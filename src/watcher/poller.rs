//! Save Poller
//!
//! One check per call; the dispatch loop calls it synchronously so the
//! document host is never touched from two places at once.

use docbridge_shared::{Outbound, SaveState, SaveStateTracker};
use tracing::{info, warn};

use crate::connection::MessageSink;
use crate::document::DocumentControl;

/// Edge-triggered save detector bound to a document host
#[derive(Debug, Default)]
pub struct SavePoller {
    tracker: SaveStateTracker,
}

impl SavePoller {
    pub fn new() -> Self {
        Self::default()
    }

    /// Last tracked save state
    pub fn state(&self) -> SaveState {
        self.tracker.state()
    }

    /// Sample the saved flag once. On an unsaved -> saved transition, emit
    /// a `saved` event with the document path. Returns true if an event was
    /// emitted.
    pub async fn check<D, S>(&mut self, document: &mut D, sink: &S) -> bool
    where
        D: DocumentControl + ?Sized,
        S: MessageSink + ?Sized,
    {
        let reading = document.is_document_saved().await;
        if !self.tracker.observe(reading) {
            return false;
        }

        info!("[WATCH] Detected save event");
        let Some(path) = document.current_document_path().await else {
            warn!("[WATCH] Document saved but its path could not be read");
            return false;
        };

        if !sink.send_message(&Outbound::saved(path.as_str())).await {
            warn!("[WATCH] Saved event for {} not delivered", path);
            return false;
        }
        info!("[WATCH] Sent saved event for {}", path);
        true
    }
}
//! Document Save-State Tracker
//!
//! Edge detection over sampled `is saved` readings. The host application
//! offers no save notification, so the bridge polls and fires only on the
//! unsaved -> saved transition.

/// Last observed save state of the active document
#[derive(Debug, Clone, Copy, PartialEq, Eq, Default)]
pub enum SaveState {
    /// No successful reading yet
    #[default]
    Unknown,
    Saved,
    Unsaved,
}

impl From<bool> for SaveState {
    fn from(saved: bool) -> Self {
        if saved {
            SaveState::Saved
        } else {
            SaveState::Unsaved
        }
    }
}

/// Edge-triggered save detector
#[derive(Debug, Default)]
pub struct SaveStateTracker {
    state: SaveState,
}

impl SaveStateTracker {
    /// Create a tracker with no reading yet
    pub fn new() -> Self {
        Self::default()
    }

    /// Current tracked state
    pub fn state(&self) -> SaveState {
        self.state
    }

    /// Feed one reading. `None` (no document, check failed) leaves the state
    /// untouched. Returns true exactly when the reading completes an
    /// unsaved -> saved transition.
    pub fn observe(&mut self, reading: Option<bool>) -> bool {
        let Some(saved) = reading else {
            return false;
        };

        let next = SaveState::from(saved);
        let fired = self.state == SaveState::Unsaved && next == SaveState::Saved;
        self.state = next;
        fired
    }
}
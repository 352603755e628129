//! Default gateway discovery for NAT-PMP
//!
//! NAT-PMP requests go to the default gateway, which is read from the
//! platform routing table.

use super::types::MappingError;
use std::net::{IpAddr, Ipv4Addr};

/// Find the default IPv4 gateway
pub fn find_default_gateway() -> Result<IpAddr, MappingError> {
    #[cfg(target_os = "linux")]
    {
        let table = std::fs::read_to_string("/proc/net/route")
            .map_err(|e| MappingError::Internal(format!("Failed to read route table: {}", e)))?;
        parse_proc_net_route(&table).ok_or(MappingError::NoGateway)
    }

    #[cfg(target_os = "macos")]
    {
        let output = run_command("netstat", &["-rn", "-f", "inet"])?;
        parse_netstat_routes(&output).ok_or(MappingError::NoGateway)
    }

    #[cfg(target_os = "windows")]
    {
        let output = run_command("route", &["print", "0.0.0.0"])?;
        parse_route_print(&output).ok_or(MappingError::NoGateway)
    }

    #[cfg(not(any(target_os = "linux", target_os = "macos", target_os = "windows")))]
    {
        Err(MappingError::NotSupported)
    }
}

#[cfg(any(target_os = "macos", target_os = "windows"))]
fn run_command(program: &str, args: &[&str]) -> Result<String, MappingError> {
    let output = std::process::Command::new(program)
        .args(args)
        .output()
        .map_err(|e| MappingError::Internal(format!("Failed to run {}: {}", program, e)))?;
    Ok(String::from_utf8_lossy(&output.stdout).into_owned())
}

/// Parse Linux `/proc/net/route`: the default route has destination
/// `00000000` and a little-endian hex gateway in the third column.
pub(crate) fn parse_proc_net_route(table: &str) -> Option<IpAddr> {
    table.lines().skip(1).find_map(|line| {
        let fields: Vec<&str> = line.split_whitespace().collect();
        if fields.len() < 3 || fields[1] != "00000000" {
            return None;
        }
        let gateway = u32::from_str_radix(fields[2], 16).ok()?;
        if gateway == 0 {
            return None;
        }
        Some(IpAddr::V4(Ipv4Addr::from(gateway.swap_bytes())))
    })
}

/// Parse `netstat -rn -f inet` output (macOS/BSD)
#[cfg_attr(not(target_os = "macos"), allow(dead_code))]
pub(crate) fn parse_netstat_routes(output: &str) -> Option<IpAddr> {
    output
        .lines()
        .filter(|line| line.starts_with("default"))
        .find_map(|line| line.split_whitespace().nth(1)?.parse::<Ipv4Addr>().ok())
        .map(IpAddr::V4)
}

/// Parse `route print 0.0.0.0` output (Windows)
#[cfg_attr(not(target_os = "windows"), allow(dead_code))]
pub(crate) fn parse_route_print(output: &str) -> Option<IpAddr> {
    output
        .lines()
        .map(str::trim)
        .filter(|line| line.starts_with("0.0.0.0"))
        .find_map(|line| line.split_whitespace().nth(2)?.parse::<Ipv4Addr>().ok())
        .map(IpAddr::V4)
}

#[cfg(test)]
mod tests {
    use super::*;

    #[test]
    fn test_parse_proc_net_route() {
        let table = "Iface\tDestination\tGateway \tFlags\tRefCnt\tUse\tMetric\tMask\n\
                     eth0\t0000A8C0\t00000000\t0001\t0\t0\t0\t00FFFFFF\n\
                     eth0\t00000000\t0101A8C0\t0003\t0\t0\t0\t00000000\n";
        assert_eq!(
            parse_proc_net_route(table),
            Some(IpAddr::V4(Ipv4Addr::new(192, 168, 1, 1)))
        );
    }

    #[test]
    fn test_parse_proc_net_route_without_default() {
        let table = "Iface\tDestination\tGateway\n\
                     eth0\t0000A8C0\t00000000\n";
        assert_eq!(parse_proc_net_route(table), None);
    }

    #[test]
    fn test_parse_netstat_routes() {
        let output = "Routing tables\n\nInternet:\n\
                      Destination        Gateway            Flags        Netif Expire\n\
                      default            10.0.0.1           UGScg          en0\n\
                      127                127.0.0.1          UCS            lo0\n";
        assert_eq!(
            parse_netstat_routes(output),
            Some(IpAddr::V4(Ipv4Addr::new(10, 0, 0, 1)))
        );
    }

    #[test]
    fn test_parse_route_print() {
        let output = "IPv4 Route Table\n\
                      Network Destination        Netmask          Gateway       Interface  Metric\n\
                      \x20         0.0.0.0          0.0.0.0      192.168.0.1    192.168.0.23     25\n";
        assert_eq!(
            parse_route_print(output),
            Some(IpAddr::V4(Ipv4Addr::new(192, 168, 0, 1)))
        );
    }
}
//! Common types for the connectivity module

use super::classify::detect_cgnat;
use crate::address::Multiaddr;
use serde::{Deserialize, Serialize};
use std::fmt;
use std::net::IpAddr;
use std::time::Duration;
use thiserror::Error;

/// IP protocol numbers
#[derive(Debug, Clone, Copy, PartialEq, Eq, PartialOrd, Ord, Hash, Serialize, Deserialize)]
#[repr(u8)]
pub enum IpProtocol {
    /// TCP protocol
    TCP = 6,
    /// UDP protocol
    UDP = 17,
}

impl fmt::Display for IpProtocol {
    fn fmt(&self, f: &mut fmt::Formatter<'_>) -> fmt::Result {
        match self {
            Self::TCP => write!(f, "TCP"),
            Self::UDP => write!(f, "UDP"),
        }
    }
}

/// Gateway protocols a NAT client can speak
#[derive(Debug, Clone, Copy, Serialize, Deserialize, PartialEq, Eq)]
pub enum MappingProtocol {
    /// NAT Port Mapping Protocol (RFC 6886)
    NATPMP,
    /// Universal Plug and Play Internet Gateway Device
    UPnP,
}

/// Errors a NAT client can return for a single request
#[derive(Debug, Error)]
pub enum MappingError {
    /// Network timeout waiting for response
    #[error("Mapping request timed out")]
    Timeout,

    /// Invalid response from gateway
    #[error("Invalid response: {0}")]
    InvalidResponse(String),

    /// Gateway returned an error
    #[error("Gateway error: {0}")]
    GatewayError(String),

    /// No gateway found on network
    #[error("No gateway found")]
    NoGateway,

    /// IO error during communication
    #[error("IO error: {0}")]
    Io(#[from] std::io::Error),

    /// Protocol not supported by gateway or platform
    #[error("Protocol not supported")]
    NotSupported,

    /// Internal error
    #[error("Internal error: {0}")]
    Internal(String),
}

/// Failures that abort a whole mapping pass
///
/// Per-address mapping, renewal and unmap failures never surface here; they
/// are logged and handled inside the manager.
#[derive(Debug, Clone, Error, PartialEq, Eq)]
pub enum NatError {
    /// External IP lookup failed; triggering again retries
    #[error("External IP discovery failed: {0}")]
    Discovery(String),

    /// The gateway's external IP is itself private
    #[error(
        "External IP {} is private - double NAT detected{}, no port mappings will be created. \
         Configure an externally routable external IP or remove the upstream NAT",
        .ip,
        cgnat_note(.ip)
    )]
    DoubleNat {
        /// The non-routable address the gateway reported
        ip: IpAddr,
    },

    /// The manager was stopped before the pass completed
    #[error("NAT manager stopped before the mapping pass completed")]
    Cancelled,

    /// Configuration rejected at construction
    #[error("Invalid NAT configuration: {0}")]
    InvalidConfig(String),
}

fn cgnat_note(ip: &IpAddr) -> &'static str {
    if detect_cgnat(*ip) {
        " (carrier-grade NAT, 100.64.0.0/10)"
    } else {
        ""
    }
}

/// A single map/unmap request sent to a NAT client
#[derive(Debug, Clone, PartialEq, Eq)]
pub struct MapRequest {
    /// Port the transport is bound to locally
    pub private_port: u16,
    /// External port to ask the gateway for (it may grant another one)
    pub public_port: u16,
    /// Transport protocol
    pub protocol: IpProtocol,
    /// Requested lease
    pub lease: Duration,
    /// Human readable mapping description shown by the gateway
    pub description: String,
}

/// Identity of a mapping on the gateway
#[derive(Debug, Clone, Copy, PartialEq, Eq, PartialOrd, Ord, Hash, Serialize, Deserialize)]
pub struct MappingKey {
    /// Internal port
    pub private_port: u16,
    /// Transport protocol
    pub protocol: IpProtocol,
}

impl fmt::Display for MappingKey {
    fn fmt(&self, f: &mut fmt::Formatter<'_>) -> fmt::Result {
        write!(f, "{}/{}", self.protocol, self.private_port)
    }
}

/// Lifecycle phase of the NAT manager
#[derive(Debug, Clone, Copy, Default, PartialEq, Eq, Serialize, Deserialize)]
pub enum Phase {
    /// Not started, or stopped
    #[default]
    Idle,
    /// Looking up the gateway's external IP
    Discovering,
    /// The external IP was private; no mappings until stopped
    DoubleNatRejected,
    /// Creating mappings for candidate addresses
    Mapping,
    /// Mappings established and being renewed
    Running,
    /// Tearing mappings down
    Stopping,
}

/// Point-in-time view of an active mapping
#[derive(Debug, Clone, PartialEq, Eq, Serialize, Deserialize)]
pub struct MappingSnapshot {
    /// Internal port and protocol
    pub key: MappingKey,
    /// Port granted by the gateway
    pub external_port: u16,
    /// Internal address the mapping was created for
    pub internal_addr: Multiaddr,
    /// Address published for peers
    pub external_addr: Multiaddr,
    /// Whether `external_addr` is currently in the announce set
    pub announced: bool,
    /// Timestamp when the mapping was created (Unix milliseconds)
    pub created_at_ms: i64,
    /// Timestamp of the last successful grant (Unix milliseconds)
    pub renewed_at_ms: i64,
}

=====

# Task
Among the lines of the listing, count those containing the word "PartialEq". Answer with the count alone.

# Solution
8